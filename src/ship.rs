//! Ship identity and on-grid footprints.

use core::fmt;
use core::num::NonZeroU8;

use crate::common::BoardError;
use crate::mask::GridMask;

/// 1-based identifier of a ship within the configured fleet.
///
/// Ship `n` is the `n`-th entry of the fleet configuration; the value is what
/// travels on the wire inside a `Sunk` result. Zero is unrepresentable, so a
/// frame carrying it fails to decode.
#[derive(Debug, Clone, Copy, PartialEq, Eq, PartialOrd, Ord, Hash)]
#[cfg_attr(feature = "std", derive(serde::Serialize, serde::Deserialize))]
pub struct ShipId(NonZeroU8);

impl ShipId {
    /// Returns `None` for zero, which is never a ship.
    pub const fn new(id: u8) -> Option<Self> {
        match NonZeroU8::new(id) {
            Some(id) => Some(ShipId(id)),
            None => None,
        }
    }

    /// Identifier of the ship at zero-based fleet position `index`.
    pub fn from_index(index: usize) -> Self {
        debug_assert!(index < u8::MAX as usize);
        ShipId(NonZeroU8::MIN.saturating_add(index as u8))
    }

    pub const fn get(self) -> u8 {
        self.0.get()
    }

    /// Zero-based position in the fleet.
    pub const fn index(self) -> usize {
        self.0.get() as usize - 1
    }
}

impl fmt::Display for ShipId {
    fn fmt(&self, f: &mut fmt::Formatter<'_>) -> fmt::Result {
        write!(f, "#{}", self.0)
    }
}

/// Orientation of a ship on the board.
#[derive(Debug, Clone, Copy, PartialEq, Eq)]
pub enum Orientation {
    Horizontal,
    Vertical,
}

/// A ship committed (or about to be committed) to an `N×N` grid.
#[derive(Debug, Clone, Copy, PartialEq, Eq)]
pub struct Placement<const N: usize> {
    id: ShipId,
    x: usize,
    y: usize,
    orientation: Orientation,
    length: usize,
    footprint: GridMask<N>,
}

impl<const N: usize> Placement<N> {
    /// Anchor the ship at `(x, y)`, extending right or down.
    pub fn new(
        id: ShipId,
        length: usize,
        x: usize,
        y: usize,
        orientation: Orientation,
    ) -> Result<Self, BoardError> {
        let fits = match orientation {
            Orientation::Horizontal => x + length <= N && y < N,
            Orientation::Vertical => y + length <= N && x < N,
        };
        if length == 0 || !fits {
            return Err(BoardError::ShipOutOfBounds { id, x, y });
        }

        let mut footprint = GridMask::<N>::try_new()?;
        for i in 0..length {
            let (cx, cy) = match orientation {
                Orientation::Horizontal => (x + i, y),
                Orientation::Vertical => (x, y + i),
            };
            footprint.set(cx, cy)?;
        }
        Ok(Placement {
            id,
            x,
            y,
            orientation,
            length,
            footprint,
        })
    }

    pub fn id(&self) -> ShipId {
        self.id
    }

    /// Anchor cell `(x, y)`.
    pub fn origin(&self) -> (usize, usize) {
        (self.x, self.y)
    }

    pub fn orientation(&self) -> Orientation {
        self.orientation
    }

    pub fn length(&self) -> usize {
        self.length
    }

    /// Cells covered by the ship.
    pub fn footprint(&self) -> GridMask<N> {
        self.footprint
    }

    /// Covered cells as `(x, y)`, from the anchor outwards.
    pub fn cells(&self) -> impl Iterator<Item = (usize, usize)> + '_ {
        (0..self.length).map(move |i| match self.orientation {
            Orientation::Horizontal => (self.x + i, self.y),
            Orientation::Vertical => (self.x, self.y + i),
        })
    }
}

#[cfg(test)]
mod tests {
    use super::*;

    #[test]
    fn ship_id_is_one_based() {
        assert_eq!(ShipId::new(0), None);
        let id = ShipId::from_index(2);
        assert_eq!(id.get(), 3);
        assert_eq!(id.index(), 2);
        assert_eq!(ShipId::new(1).map(ShipId::index), Some(0));
    }

    #[test]
    fn placement_rejects_overhang() {
        let id = ShipId::from_index(0);
        assert!(Placement::<8>::new(id, 4, 4, 0, Orientation::Horizontal).is_ok());
        assert_eq!(
            Placement::<8>::new(id, 4, 5, 0, Orientation::Horizontal),
            Err(BoardError::ShipOutOfBounds { id, x: 5, y: 0 })
        );
        assert!(Placement::<8>::new(id, 4, 7, 5, Orientation::Vertical).is_err());
    }

    #[test]
    fn vertical_cells_walk_down() {
        let p = Placement::<8>::new(ShipId::from_index(1), 3, 2, 5, Orientation::Vertical).unwrap();
        let cells: Vec<_> = p.cells().collect();
        assert_eq!(cells, vec![(2, 5), (2, 6), (2, 7)]);
        assert_eq!(p.footprint().count(), 3);
        assert!(p.footprint().get(2, 6).unwrap());
    }
}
------
= What you should do =
Please print the listing exactly, keeping each line as it is.

= Written answer =
filename src/ship.rs
//! Ship identity and on-grid footprints.

use core::fmt;
use core::num::NonZeroU8;

use crate::common::BoardError;
use crate::mask::GridMask;

/// 1-based identifier of a ship within the configured fleet.
///
/// Ship `n` is the `n`-th entry of the fleet configuration; the value is what
/// travels on the wire inside a `Sunk` result. Zero is unrepresentable, so a
/// frame carrying it fails to decode.
#[derive(Debug, Clone, Copy, PartialEq, Eq, PartialOrd, Ord, Hash)]
#[cfg_attr(feature = "std", derive(serde::Serialize, serde::Deserialize))]
pub struct ShipId(NonZeroU8);

impl ShipId {
    /// Returns `None` for zero, which is never a ship.
    pub const fn new(id: u8) -> Option<Self> {
        match NonZeroU8::new(id) {
            Some(id) => Some(ShipId(id)),
            None => None,
        }
    }

    /// Identifier of the ship at zero-based fleet position `index`.
    pub fn from_index(index: usize) -> Self {
        debug_assert!(index < u8::MAX as usize);
        ShipId(NonZeroU8::MIN.saturating_add(index as u8))
    }

    pub const fn get(self) -> u8 {
        self.0.get()
    }

    /// Zero-based position in the fleet.
    pub const fn index(self) -> usize {
        self.0.get() as usize - 1
    }
}

impl fmt::Display for ShipId {
    fn fmt(&self, f: &mut fmt::Formatter<'_>) -> fmt::Result {
        write!(f, "#{}", self.0)
    }
}

/// Orientation of a ship on the board.
#[derive(Debug, Clone, Copy, PartialEq, Eq)]
pub enum Orientation {
    Horizontal,
    Vertical,
}

/// A ship committed (or about to be committed) to an `N×N` grid.
#[derive(Debug, Clone, Copy, PartialEq, Eq)]
pub struct Placement<const N: usize> {
    id: ShipId,
    x: usize,
    y: usize,
    orientation: Orientation,
    length: usize,
    footprint: GridMask<N>,
}

impl<const N: usize> Placement<N> {
    /// Anchor the ship at `(x, y)`, extending right or down.
    pub fn new(
        id: ShipId,
        length: usize,
        x: usize,
        y: usize,
        orientation: Orientation,
    ) -> Result<Self, BoardError> {
        let fits = match orientation {
            Orientation::Horizontal => x + length <= N && y < N,
            Orientation::Vertical => y + length <= N && x < N,
        };
        if length == 0 || !fits {
            return Err(BoardError::ShipOutOfBounds { id, x, y });
        }

        let mut footprint = GridMask::<N>::try_new()?;
        for i in 0..length {
            let (cx, cy) = match orientation {
                Orientation::Horizontal => (x + i, y),
                Orientation::Vertical => (x, y + i),
            };
            footprint.set(cx, cy)?;
        }
        Ok(Placement {
            id,
            x,
            y,
            orientation,
            length,
            footprint,
        })
    }

    pub fn id(&self) -> ShipId {
        self.id
    }

    /// Anchor cell `(x, y)`.
    pub fn origin(&self) -> (usize, usize) {
        (self.x, self.y)
    }

    pub fn orientation(&self) -> Orientation {
        self.orientation
    }

    pub fn length(&self) -> usize {
        self.length
    }

    /// Cells covered by the ship.
    pub fn footprint(&self) -> GridMask<N> {
        self.footprint
    }

    /// Covered cells as `(x, y)`, from the anchor outwards.
    pub fn cells(&self) -> impl Iterator<Item = (usize, usize)> + '_ {
        (0..self.length).map(move |i| match self.orientation {
            Orientation::Horizontal => (self.x + i, self.y),
            Orientation::Vertical => (self.x, self.y + i),
        })
    }
}

#[cfg(test)]
mod tests {
    use super::*;

    #[test]
    fn ship_id_is_one_based() {
        assert_eq!(ShipId::new(0), None);
        let id = ShipId::from_index(2);
        assert_eq!(id.get(), 3);
        assert_eq!(id.index(), 2);
        assert_eq!(ShipId::new(1).map(ShipId::index), Some(0));
    }

    #[test]
    fn placement_rejects_overhang() {
        let id = ShipId::from_index(0);
        assert!(Placement::<8>::new(id, 4, 4, 0, Orientation::Horizontal).is_ok());
        assert_eq!(
            Placement::<8>::new(id, 4, 5, 0, Orientation::Horizontal),
            Err(BoardError::ShipOutOfBounds { id, x: 5, y: 0 })
        );
        assert!(Placement::<8>::new(id, 4, 7, 5, Orientation::Vertical).is_err());
    }

    #[test]
    fn vertical_cells_walk_down() {
        let p = Placement::<8>::new(ShipId::from_index(1), 3, 2, 5, Orientation::Vertical).unwrap();
        let cells: Vec<_> = p.cells().collect();
        assert_eq!(cells, vec![(2, 5), (2, 6), (2, 7)]);
        assert_eq!(p.footprint().count(), 3);
        assert!(p.footprint().get(2, 6).unwrap());
    }
}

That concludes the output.